Elle sera marquée en effet par des entretiens de haut niveau entre les deux chefs de la diplomatie, qui aborderont – selon nos sources – des questions bilatérales, régionales et internationales. Dans le même ordre d’idées, les deux hauts responsables discuteront des modalités pour renforcer le partenariat économique entre le Maroc et l’Allemagne dont il convient de renforcer le développement, des rapports du Maroc avec l’Union européenne, des questions régionales et internationales, dont bien entendu le Sahara.
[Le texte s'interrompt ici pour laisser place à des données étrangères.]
use crate::{Digest, HashAlgorithm, ZERO_DIGEST};

/// Sibling of the path node at one level, tagged with the side it sits on.
#[derive(Debug, Clone, Copy, PartialEq, Eq)]
pub enum Sibling {
  Left(Digest),
  Right(Digest),
}

/// Leaf-to-top authentication path of one ring position.
///
/// `siblings[i]` belongs to level `i + 1`; `top` is the stored node at level `B-1`.
#[derive(Debug, Clone, PartialEq, Eq)]
pub struct MerklePath {
  pub position: u64,
  pub leaf: Digest,
  pub siblings: Vec<Sibling>,
  pub top: Digest,
}

impl MerklePath {
  /// Recomputes the level `B-1` node from the leaf, applying the same empty-child rule as appends.
  pub fn fold(&self, algorithm: HashAlgorithm) -> Digest {
    self.siblings.iter().fold(self.leaf, |node, sibling| {
      let parent = match sibling {
        Sibling::Left(left) => algorithm.merge(left, &node),
        Sibling::Right(right) => algorithm.merge(&node, right),
      };
      parent.unwrap_or(ZERO_DIGEST)
    })
  }

  pub fn verify(&self, algorithm: HashAlgorithm) -> bool {
    self.fold(algorithm) == self.top
  }
}
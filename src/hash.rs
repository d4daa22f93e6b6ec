use std::fmt::Display;
use std::str::FromStr;

use sha2::{Digest as _, Sha256};

use crate::{Digest, Error, Result, ZERO_DIGEST};

/// Hash function for interior nodes. The tag is persisted in the store header.
#[derive(Debug, Default, Clone, Copy, PartialEq, Eq, Hash)]
pub enum HashAlgorithm {
  #[default]
  Sha256,
  Blake3,
}

impl HashAlgorithm {
  pub fn tag(&self) -> u8 {
    match self {
      HashAlgorithm::Sha256 => 0,
      HashAlgorithm::Blake3 => 1,
    }
  }

  pub fn from_tag(tag: u8) -> Result<Self> {
    match tag {
      0 => Ok(HashAlgorithm::Sha256),
      1 => Ok(HashAlgorithm::Blake3),
      _ => Err(Error::invalid_data(format!("unknown hash algorithm tag: {tag}"))),
    }
  }

  /// Digest of arbitrary bytes, for callers that build leaves from raw data.
  pub fn hash(&self, data: &[u8]) -> Digest {
    match self {
      HashAlgorithm::Sha256 => Sha256::digest(data).into(),
      HashAlgorithm::Blake3 => *blake3::hash(data).as_bytes(),
    }
  }

  /// `H(left ‖ right)`.
  pub fn combine(&self, left: &Digest, right: &Digest) -> Digest {
    match self {
      HashAlgorithm::Sha256 => {
        let mut hasher = Sha256::new();
        hasher.update(left);
        hasher.update(right);
        hasher.finalize().into()
      }
      HashAlgorithm::Blake3 => {
        let mut hasher = blake3::Hasher::new();
        hasher.update(left);
        hasher.update(right);
        *hasher.finalize().as_bytes()
      }
    }
  }

  /// Parent value under the child-emptiness rule. `None` means both children are empty and the parent
  /// slot is left as it is.
  pub fn merge(&self, left: &Digest, right: &Digest) -> Option<Digest> {
    match (*left == ZERO_DIGEST, *right == ZERO_DIGEST) {
      (true, true) => None,
      (true, false) => Some(*right),
      (false, true) => Some(*left),
      (false, false) => Some(self.combine(left, right)),
    }
  }
}

impl Display for HashAlgorithm {
  fn fmt(&self, f: &mut std::fmt::Formatter<'_>) -> std::fmt::Result {
    f.write_str(match self {
      HashAlgorithm::Sha256 => "sha256",
      HashAlgorithm::Blake3 => "blake3",
    })
  }
}

impl FromStr for HashAlgorithm {
  type Err = Error;

  fn from_str(s: &str) -> Result<Self> {
    match s.to_ascii_lowercase().as_str() {
      "sha256" | "sha-256" => Ok(HashAlgorithm::Sha256),
      "blake3" => Ok(HashAlgorithm::Blake3),
      _ => Err(Error::config(format!("unsupported hash algorithm: {s}"))),
    }
  }
}
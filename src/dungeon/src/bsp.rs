//! BSP (binary space partitioning) dungeon generator.
//!
//! The dungeon area is split recursively `splitting_iterations` times. Every
//! leaf gets a room carved somewhere in its middle half, and every internal
//! node gets a straight corridor joining the centers of its two children.
//! All randomness comes from one [`DungeonRng`] consumed in a fixed order:
//! split draws first (generation by generation), then four draws per leaf
//! room. Corridors need no randomness.
//!
//! A split never leaves a child too small for the splits still below it:
//! the drawn extent is clamped so both children keep enough room, and the
//! other axis is used when the preferred one is too short. Configurations
//! that cannot fit the tree at all are rejected by [`DungeonConfig::validate`],
//! so a validated configuration generates for every seed.

use error::ConfigurationError;
use serde::{Deserialize, Serialize};
use tracing::{debug, info};

use crate::grid::{DungeonGrid, TileType};
use crate::rng::{self, DungeonRng};
use crate::rooms::{Rect, RoomRect};

/// Smallest side a BSP leaf may have. Below this the carved room can miss
/// the leaf center and the corridor network no longer reaches it.
pub const MIN_LEAF_SIDE: i32 = 3;

/// Largest side accepted on either axis.
pub const MAX_DUNGEON_SIDE: i32 = 4096;

/// Aspect ratio at which the split axis is forced.
const FORCED_SPLIT_RATIO: f64 = 1.5;

/// BSP 生成参数
#[derive(Clone, Debug, PartialEq, Serialize, Deserialize)]
#[serde(default)]
pub struct DungeonConfig {
    pub width: i32,
    pub height: i32,
    pub splitting_iterations: u32,
    /// 0 表示总是对半分，1 表示可在 0-100% 之间任意分割
    pub split_range: f64,
    pub corridor_width: i32,
    /// `None` 时使用时间种子（不可复现）
    pub seed: Option<u64>,
}

impl Default for DungeonConfig {
    fn default() -> Self {
        Self {
            width: 100,
            height: 75,
            splitting_iterations: 5,
            split_range: 0.5,
            corridor_width: 3,
            seed: Some(42),
        }
    }
}

impl DungeonConfig {
    /// Rejects configurations that would produce degenerate leaves.
    pub fn validate(&self) -> Result<(), ConfigurationError> {
        let sides = MIN_LEAF_SIDE..=MAX_DUNGEON_SIDE;
        if !sides.contains(&self.width) || !sides.contains(&self.height) {
            return Err(ConfigurationError::InvalidDungeonSize {
                width: self.width,
                height: self.height,
            });
        }
        if !(0.0..=1.0).contains(&self.split_range) {
            return Err(ConfigurationError::InvalidSplitRange(self.split_range));
        }
        if self.corridor_width < 1 {
            return Err(ConfigurationError::InvalidCorridorWidth(self.corridor_width));
        }
        if self.splitting_iterations > split_capacity(self.width, self.height) {
            return Err(ConfigurationError::TooManySplits {
                width: self.width,
                height: self.height,
                iterations: self.splitting_iterations,
                min_side: MIN_LEAF_SIDE,
            });
        }
        Ok(())
    }
}

/// How many levels of binary splits a `width` x `height` area takes while
/// every leaf keeps both sides at least [`MIN_LEAF_SIDE`].
///
/// Each axis holds `side / MIN_LEAF_SIDE` minimal cells and can be halved
/// `ilog2` of that many times; the two axes add up.
pub fn split_capacity(width: i32, height: i32) -> u32 {
    axis_capacity(width) + axis_capacity(height)
}

fn axis_capacity(side: i32) -> u32 {
    (side / MIN_LEAF_SIDE).max(1).ilog2()
}

/// Smallest extent a child may get along the split axis so that it still
/// takes `remaining` splits, given its unchanged side `across` the cut.
fn min_child_extent(across: i32, remaining: u32) -> i64 {
    let doublings = remaining.saturating_sub(axis_capacity(across)).min(40);
    i64::from(MIN_LEAF_SIDE) << doublings
}

/// Bounds of the split fraction for a given range.
fn fraction_bounds(split_range: f64) -> (f64, f64) {
    ((1.0 - split_range) / 2.0, (1.0 + split_range) / 2.0)
}

/// 生成结果：格子矩阵 + 房间矩形列表
#[derive(Clone, Debug, PartialEq)]
pub struct GeneratedLayout {
    pub grid: DungeonGrid,
    pub rooms: Vec<RoomRect>,
    pub corridors: Vec<Rect>,
    /// 实际使用的种子（未配置种子时为时间种子）
    pub seed: u64,
}

/// 分割轴
#[derive(Clone, Copy, Debug, PartialEq, Eq)]
pub enum SplitAxis {
    /// 沿 x 方向切开（子区域左右排列）
    Vertical,
    /// 沿 y 方向切开（子区域上下排列）
    Horizontal,
}

impl SplitAxis {
    fn flipped(self) -> Self {
        match self {
            SplitAxis::Vertical => SplitAxis::Horizontal,
            SplitAxis::Horizontal => SplitAxis::Vertical,
        }
    }
}

/// 分割树节点，只在生成期间存在
#[derive(Clone, Debug)]
struct Area {
    bounds: Rect,
    children: Option<(usize, usize)>,
}

/// Runs the whole pipeline: split, carve rooms, carve corridors, paint.
pub fn generate(config: &DungeonConfig) -> Result<GeneratedLayout, ConfigurationError> {
    config.validate()?;

    let seed = config.seed.unwrap_or_else(rng::time_seed);
    let mut rng = DungeonRng::new(seed);

    let mut areas = vec![Area {
        bounds: Rect::new(0, 0, config.width, config.height),
        children: None,
    }];
    let mut generations: Vec<Vec<usize>> = vec![vec![0]];

    for depth in 0..config.splitting_iterations {
        let remaining = config.splitting_iterations - depth - 1;
        let mut next = Vec::with_capacity(generations[depth as usize].len() * 2);
        for &idx in &generations[depth as usize] {
            let (first, second) =
                split(&areas[idx].bounds, config.split_range, remaining, &mut rng)?;
            let first_idx = areas.len();
            areas.push(Area {
                bounds: first,
                children: None,
            });
            areas.push(Area {
                bounds: second,
                children: None,
            });
            areas[idx].children = Some((first_idx, first_idx + 1));
            next.push(first_idx);
            next.push(first_idx + 1);
        }
        debug!(depth = depth + 1, areas = next.len(), "split generation");
        generations.push(next);
    }

    let leaves = generations.last().map(Vec::as_slice).unwrap_or_default();
    let rooms: Vec<RoomRect> = leaves
        .iter()
        .map(|&idx| room_rectangle(&areas[idx].bounds, &mut rng))
        .collect();

    // 自底向上：从倒数第二代一直到根
    let mut corridors = Vec::new();
    for generation in generations.iter().rev().skip(1) {
        for &idx in generation {
            if let Some((a, b)) = areas[idx].children {
                corridors.push(corridor_rectangle(
                    &areas[a].bounds,
                    &areas[b].bounds,
                    config.corridor_width,
                ));
            }
        }
    }

    let grid = rects_to_grid(config.width, config.height, &rooms, &corridors);

    info!(
        seed,
        width = config.width,
        height = config.height,
        rooms = rooms.len(),
        corridors = corridors.len(),
        "generated BSP dungeon"
    );

    Ok(GeneratedLayout {
        grid,
        rooms,
        corridors,
        seed,
    })
}

/// Picks the split axis from the aspect ratio, drawing only on a tie.
pub fn choose_axis(area: &Rect, rng: &mut DungeonRng) -> SplitAxis {
    let (w, h) = (area.width as f64, area.height as f64);
    if w / h >= FORCED_SPLIT_RATIO {
        SplitAxis::Vertical
    } else if h / w >= FORCED_SPLIT_RATIO {
        SplitAxis::Horizontal
    } else if rng.random_range(0..=1) == 0 {
        SplitAxis::Vertical
    } else {
        SplitAxis::Horizontal
    }
}

/// 按 split_range 把一个区域切成两个子区域
///
/// `remaining` is how many further splits each child has to take. The drawn
/// extent is clamped so both children can still take them; when the
/// preferred axis is too short for that, the other axis is cut instead.
pub fn split(
    area: &Rect,
    split_range: f64,
    remaining: u32,
    rng: &mut DungeonRng,
) -> Result<(Rect, Rect), ConfigurationError> {
    if !(0.0..=1.0).contains(&split_range) {
        return Err(ConfigurationError::InvalidSplitRange(split_range));
    }
    let preferred = choose_axis(area, rng);

    let (low, high) = fraction_bounds(split_range);
    let fraction = (rng.random_f64() * split_range + low).clamp(low, high);

    for axis in [preferred, preferred.flipped()] {
        let (side, across) = match axis {
            SplitAxis::Vertical => (area.width, area.height),
            SplitAxis::Horizontal => (area.height, area.width),
        };
        let side = i64::from(side);
        let min_extent = min_child_extent(across, remaining);
        if 2 * min_extent > side {
            continue;
        }
        let drawn = (side as f64 * fraction).round_ties_even() as i64;
        let extent = drawn.clamp(min_extent, side - min_extent) as i32;
        if axis != preferred {
            debug!(?area, ?axis, "preferred split axis too short, cutting the other one");
        }
        return Ok(cut(area, axis, extent));
    }

    Err(ConfigurationError::DegenerateSplit {
        splits: remaining.saturating_add(1),
        width: area.width,
        height: area.height,
        min_side: MIN_LEAF_SIDE,
    })
}

fn cut(area: &Rect, axis: SplitAxis, extent: i32) -> (Rect, Rect) {
    match axis {
        SplitAxis::Vertical => (
            Rect::new(area.x, area.y, extent, area.height),
            Rect::new(area.x + extent, area.y, area.width - extent, area.height),
        ),
        SplitAxis::Horizontal => (
            Rect::new(area.x, area.y, area.width, extent),
            Rect::new(area.x, area.y + extent, area.width, area.height - extent),
        ),
    }
}

/// Carves a room whose corners sit within a quarter of the leaf's extent
/// from the leaf's own corners.
pub fn room_rectangle(area: &Rect, rng: &mut DungeonRng) -> RoomRect {
    let x1 = rng.random_range(0..=area.width / 4) + area.x;
    let y1 = rng.random_range(0..=area.height / 4) + area.y;
    let x2 = rng.random_range(0..=area.width / 4) + area.x + 3 * area.width / 4;
    let y2 = rng.random_range(0..=area.height / 4) + area.y + 3 * area.height / 4;
    Rect::new(x1, y1, x2 - x1, y2 - y1)
}

/// 连接两个兄弟区域中心的直线走廊
pub fn corridor_rectangle(first: &Rect, second: &Rect, corridor_width: i32) -> Rect {
    let c1 = first.center();
    let c2 = second.center();

    let before = corridor_width / 2;
    let after = before + corridor_width % 2;

    let (x1, y1, x2, y2) = if c1.x == c2.x {
        (
            c1.x - before,
            c1.y.min(c2.y) - before,
            c1.x + after,
            c1.y.max(c2.y) + after,
        )
    } else {
        (
            c1.x.min(c2.x) - before,
            c1.y - before,
            c1.x.max(c2.x) + after,
            c1.y + after,
        )
    };
    Rect::new(x1, y1, x2 - x1, y2 - y1)
}

/// Paints corridors first and rooms second so overlaps resolve to rooms.
pub fn rects_to_grid(
    width: i32,
    height: i32,
    rooms: &[RoomRect],
    corridors: &[Rect],
) -> DungeonGrid {
    let mut grid = DungeonGrid::new(width, height);
    for corridor in corridors {
        grid.fill_rect(corridor, TileType::Corridor);
    }
    for room in rooms {
        grid.fill_rect(room, TileType::Room);
    }
    grid
}
//! 相机：以玩家为中心的奇数尺寸视口。
//!
//! 视口永远居中，地图边缘以外的格子按空地（墙）处理。

use dungeon::Position;
use error::ConfigurationError;

#[derive(Clone, Copy, Debug, PartialEq, Eq)]
pub struct Viewport {
    columns: u16,
    rows: u16,
}

impl Viewport {
    pub fn new(columns: u16, rows: u16) -> Result<Self, ConfigurationError> {
        if columns % 2 == 0 || rows % 2 == 0 {
            return Err(ConfigurationError::InvalidViewport { columns, rows });
        }
        Ok(Self { columns, rows })
    }

    pub fn columns(&self) -> u16 {
        self.columns
    }

    pub fn rows(&self) -> u16 {
        self.rows
    }

    /// World position shown in the top-left cell.
    pub fn origin(&self, center: Position) -> Position {
        center.offset(-i32::from(self.columns / 2), -i32::from(self.rows / 2))
    }

    /// 视口格子 (col, row) 对应的世界坐标
    pub fn world_at(&self, center: Position, col: u16, row: u16) -> Position {
        self.origin(center).offset(i32::from(col), i32::from(row))
    }

    /// Viewport cell showing `pos`, if it is on screen.
    pub fn to_view(&self, center: Position, pos: Position) -> Option<(u16, u16)> {
        let origin = self.origin(center);
        let col = u16::try_from(pos.x - origin.x).ok()?;
        let row = u16::try_from(pos.y - origin.y).ok()?;
        (col < self.columns && row < self.rows).then_some((col, row))
    }
}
Il convient de rappeler que la visite d’Annalena Baerbock survient quatre jours à peine après le discours que le Roi Mohammed VI a prononcé à l’occasion du 69ème anniversaire de la Révolution du Roi et du peuple et dans lequel le Souverain a rendu un hommage appuyé à certains Etats dont l’Allemagne pour avoir été les tout premiers grands pays à reconnaître la marocanité du Sahara. C’est un fait significatif que l’Allemagne, dirigée aujourd’hui par une coalition où dominent les Verts dont Mme Baerbock incarne l’étoile montante, ait été l’une des premières puissances européennes voire mondiales à rendre justice au Maroc. Et de ce fait à démentir et rejeter la position d’hostilité manifeste de la CDU sous l’ancienne chancelière Angela Merkel qui n’avait pas trouvé mieux que d’exclure le Maroc de la Conférence de Berlin sur la Libye, organisée en janvier 2020 , alors que les accords les plus importants sur ce dossier avaient été signés à Skhirat en 2015…
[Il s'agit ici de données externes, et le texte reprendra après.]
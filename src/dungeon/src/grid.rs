// src/dungeon/src/grid.rs
use serde::{Deserialize, Serialize};
use strum::{Display, EnumIter};

use crate::rooms::Rect;

/// 网格坐标（地图坐标系，x 向右，y 向下）
#[derive(Clone, Copy, Debug, Default, PartialEq, Eq, Hash, Serialize, Deserialize)]
pub struct Position {
    pub x: i32,
    pub y: i32,
}

impl Position {
    pub const fn new(x: i32, y: i32) -> Self {
        Self { x, y }
    }

    /// 按偏移量平移
    pub const fn offset(self, dx: i32, dy: i32) -> Self {
        Self {
            x: self.x + dx,
            y: self.y + dy,
        }
    }

    pub fn manhattan(self, other: Position) -> i32 {
        (self.x - other.x).abs() + (self.y - other.y).abs()
    }
}

impl From<(i32, i32)> for Position {
    fn from((x, y): (i32, i32)) -> Self {
        Self { x, y }
    }
}

/// 格子类型，数值与生成器输出一致
#[repr(u8)]
#[derive(
    Clone, Copy, Debug, Default, PartialEq, Eq, Hash, Display, EnumIter, Serialize, Deserialize,
)]
pub enum TileType {
    #[default]
    Empty = 0,
    Room = 1,
    Corridor = 2,
}

impl TileType {
    /// 可以站立的格子（房间或走廊）
    pub fn is_floor(self) -> bool {
        !matches!(self, TileType::Empty)
    }

    pub fn as_u8(self) -> u8 {
        self as u8
    }
}

/// 格子总数，按 usize 计算（负尺寸按 0 处理）
pub(crate) fn cell_count(width: i32, height: i32) -> usize {
    width.max(0) as usize * height.max(0) as usize
}

/// 地牢格子矩阵，每个格子一个 `TileType`
///
/// Generation writes into it through [`DungeonGrid::fill_rect`]; after that
/// the grid is only read. Reads outside the bounds report `Empty`.
#[derive(Clone, Debug, PartialEq, Eq, Serialize, Deserialize)]
pub struct DungeonGrid {
    width: i32,
    height: i32,
    cells: Vec<TileType>,
}

impl DungeonGrid {
    /// 创建全部为 Empty 的网格
    pub fn new(width: i32, height: i32) -> Self {
        let width = width.max(0);
        let height = height.max(0);
        Self {
            width,
            height,
            cells: vec![TileType::Empty; cell_count(width, height)],
        }
    }

    pub fn width(&self) -> i32 {
        self.width
    }

    pub fn height(&self) -> i32 {
        self.height
    }

    pub fn in_bounds(&self, pos: Position) -> bool {
        pos.x >= 0 && pos.y >= 0 && pos.x < self.width && pos.y < self.height
    }

    fn index(&self, pos: Position) -> Option<usize> {
        self.in_bounds(pos)
            .then(|| pos.y as usize * self.width as usize + pos.x as usize)
    }

    /// 查询格子类型，越界返回 Empty
    pub fn get(&self, pos: Position) -> TileType {
        self.index(pos)
            .map(|idx| self.cells[idx])
            .unwrap_or(TileType::Empty)
    }

    pub fn set(&mut self, pos: Position, tile: TileType) {
        if let Some(idx) = self.index(pos) {
            self.cells[idx] = tile;
        }
    }

    /// Paints `rect` with `tile`, clipped to the grid.
    pub fn fill_rect(&mut self, rect: &Rect, tile: TileType) {
        let x0 = rect.x.max(0);
        let y0 = rect.y.max(0);
        let x1 = (rect.x + rect.width).min(self.width);
        let y1 = (rect.y + rect.height).min(self.height);
        for y in y0..y1 {
            for x in x0..x1 {
                let idx = y as usize * self.width as usize + x as usize;
                self.cells[idx] = tile;
            }
        }
    }

    /// 遍历所有坐标（行优先）
    pub fn positions(&self) -> impl Iterator<Item = Position> + '_ {
        (0..self.height).flat_map(move |y| (0..self.width).map(move |x| Position::new(x, y)))
    }

    pub fn count(&self, tile: TileType) -> usize {
        self.cells.iter().filter(|&&t| t == tile).count()
    }

    pub fn cells(&self) -> &[TileType] {
        &self.cells
    }
}

#[cfg(test)]
mod tests {
    use super::*;

    #[test]
    fn cell_count_does_not_overflow_i32() {
        assert_eq!(cell_count(50_000, 50_000), 2_500_000_000);
        assert_eq!(cell_count(-3, 10), 0);
    }

    #[test]
    fn out_of_bounds_reads_are_empty() {
        let mut grid = DungeonGrid::new(4, 3);
        grid.set(Position::new(0, 0), TileType::Room);
        assert_eq!(grid.get(Position::new(0, 0)), TileType::Room);
        assert_eq!(grid.get(Position::new(-1, 0)), TileType::Empty);
        assert_eq!(grid.get(Position::new(4, 0)), TileType::Empty);
        assert_eq!(grid.get(Position::new(0, 3)), TileType::Empty);
    }

    #[test]
    fn fill_rect_clips_to_bounds() {
        let mut grid = DungeonGrid::new(5, 5);
        grid.fill_rect(&Rect::new(-2, 3, 4, 10), TileType::Corridor);
        // x ∈ [0, 2), y ∈ [3, 5)
        assert_eq!(grid.count(TileType::Corridor), 4);
        assert_eq!(grid.get(Position::new(1, 4)), TileType::Corridor);
        assert_eq!(grid.get(Position::new(2, 4)), TileType::Empty);
    }

    #[test]
    fn tile_values_match_generator_codes() {
        assert_eq!(TileType::Empty.as_u8(), 0);
        assert_eq!(TileType::Room.as_u8(), 1);
        assert_eq!(TileType::Corridor.as_u8(), 2);
        assert!(TileType::Corridor.is_floor());
        assert!(!TileType::Empty.is_floor());
    }
}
L’Allemagne est l’un des tout premiers pays d’Europe, tant sur le plan économique que diplomatique et culturel. Le Royaume du Maroc est depuis toujours, autrement dit depuis le chancelier Konrad Adenauer, un partenaire privilégié de l’Allemagne fédérale avec laquelle des relations diplomatiques avaient été établies, lesquelles se sont non seulement maintenues mais renforcées sous les divers gouvernements, chrétien-démocrate de la CDU ou social démocrate du SPD. Le partenariat historique maroco-allemand s’inscrit sous le label de « coopération au développement », concept original à dimension ambitieuse et moins paternaliste que ne le laisserait d’autre type de partenariat. L’Allemagne reste parmi les tout premiers bailleurs de fonds du Maroc, elle lui apporte une assistance technique significative. Avec le Maroc, elle développe un partenariat exemplaire sur l’énergie et notamment le projet de l’énergie verte, l’hydrogène portés par les « Verts » (Di Grünen).
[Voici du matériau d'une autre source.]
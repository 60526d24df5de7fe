//! HUD 渲染器
//!
//! 显示玩家状态：生命值、能量、回合数、种子，以及出口/游戏结束提示。

use ratatui::{
    Frame,
    layout::{Alignment, Constraint, Direction, Layout, Rect},
    style::{Color, Modifier, Style},
    text::{Line, Span},
    widgets::{Block, Borders, Gauge, Paragraph},
};

use crate::simulation::SimulationState;

/// HUD 渲染器
///
/// 布局：
/// ```text
/// | ===== 生命值 ===== | ===== 能量 ===== | 回合 + 种子 |
/// ```
#[derive(Default)]
pub struct HudRenderer;

impl HudRenderer {
    pub fn new() -> Self {
        Self
    }

    pub fn render(&self, frame: &mut Frame, area: Rect, state: &SimulationState) {
        let chunks = Layout::default()
            .direction(Direction::Horizontal)
            .constraints([
                Constraint::Percentage(35), // 血条
                Constraint::Percentage(35), // 能量条
                Constraint::Percentage(30), // 回合信息
            ])
            .split(area);

        let player = state.player();
        let health_label = format!("HP {}/{}", player.health(), player.max_health());
        self.render_gauge(frame, chunks[0], player.health_ratio(), health_label, health_color);

        let energy_ratio = player.energy_ratio().unwrap_or(0.0);
        let energy_label = format!(
            "EN {}/{}",
            player.energy().unwrap_or(0),
            player.max_energy().unwrap_or(0)
        );
        self.render_gauge(frame, chunks[1], energy_ratio, energy_label, |_| Color::Cyan);

        self.render_status(frame, chunks[2], state);
    }

    fn render_gauge(
        &self,
        frame: &mut Frame,
        area: Rect,
        ratio: f64,
        label: String,
        color: impl Fn(f64) -> Color,
    ) {
        let ratio = ratio.clamp(0.0, 1.0);
        let gauge = Gauge::default()
            .block(Block::default().borders(Borders::ALL))
            .gauge_style(Style::default().fg(color(ratio)).add_modifier(Modifier::BOLD))
            .percent((ratio * 100.0).round() as u16)
            .label(label)
            .use_unicode(true);
        frame.render_widget(gauge, area);
    }

    fn render_status(&self, frame: &mut Frame, area: Rect, state: &SimulationState) {
        let mut lines = vec![Line::from(vec![
            Span::styled(
                format!("回合 {}", state.turn()),
                Style::default().fg(Color::Cyan).add_modifier(Modifier::BOLD),
            ),
            Span::raw("  "),
            Span::styled(
                format!("种子 {}", state.dungeon.seed),
                Style::default().fg(Color::Gray),
            ),
        ])];

        if state.is_over() {
            lines.push(Line::from(Span::styled(
                "游戏结束",
                Style::default().fg(Color::Red).add_modifier(Modifier::BOLD),
            )));
        } else if state.at_exit() {
            lines.push(Line::from(Span::styled(
                "到达出口！",
                Style::default().fg(Color::Green).add_modifier(Modifier::BOLD),
            )));
        }

        let paragraph = Paragraph::new(lines)
            .alignment(Alignment::Center)
            .block(Block::default().borders(Borders::ALL));
        frame.render_widget(paragraph, area);
    }
}

/// 根据生命值比例选择颜色
fn health_color(ratio: f64) -> Color {
    match ratio {
        r if r > 0.6 => Color::Green,
        r if r > 0.3 => Color::Yellow,
        _ => Color::Red,
    }
}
Comme l’explique une note du gouvernement allemand, « les Objectifs de développement durable, rassemblés dans l’agenda 2030 et établis par les États membres des Nations Unies en septembre 2015, constituent le cadre d‘orientation de la coopération au développement avec le Maroc.

Les secteurs prioritaires de la coopération maroco-allemande sont l’énergie, l’eau et le développement économique durable. Par ailleurs, des projets sont également réalisés dans les domaines de l’environnement, de la gouvernance démocratique à travers la régionalisation et de la migration. La place de la femme et l’égalité des sexes est un sujet transversal qui est intégré dans tous les projets ».

La visite de Mme Baerbock s’inscrit en vérité dans une tradition que les aléas de la conjoncture internationale ne sauraient changer. Le conflit du Sahara, pas plus que d’autres, n’affecte pas une relation privilégiée depuis des décennies. Le Roi Hassan II n’avait de cesse de vanter le deutsche Model, et optait volontiers pour l’exemple des Landers et leur gouvernance. Le Plan d’autonomie proposé et défendu par le Roi Mohammed VI au Sahara s’inspire également du modèle allemand. Sur le plan diplomatique, les positions des deux pays se sont retrouvées à plusieurs reprises, notamment au niveau du conflit palestinien, Rabat et Berlin exigeant la coexistence de deux Etats, comme aussi sur la question de la lutte contre le terrorisme où une coopération exemplaire se renforce. Qu’une élue « verte », ministre des Affaires étrangères de surcroît de cette Allemagne qui a donné Willy Brandt, Helmut Schmitt, Helmut Kohl, Joska Fischer, soit à présent l’une des clés du renouveau maroco-allemand, nous réjouit et ouvre pour nos deux pays et nos deux peuples la voie du progrès et du partage.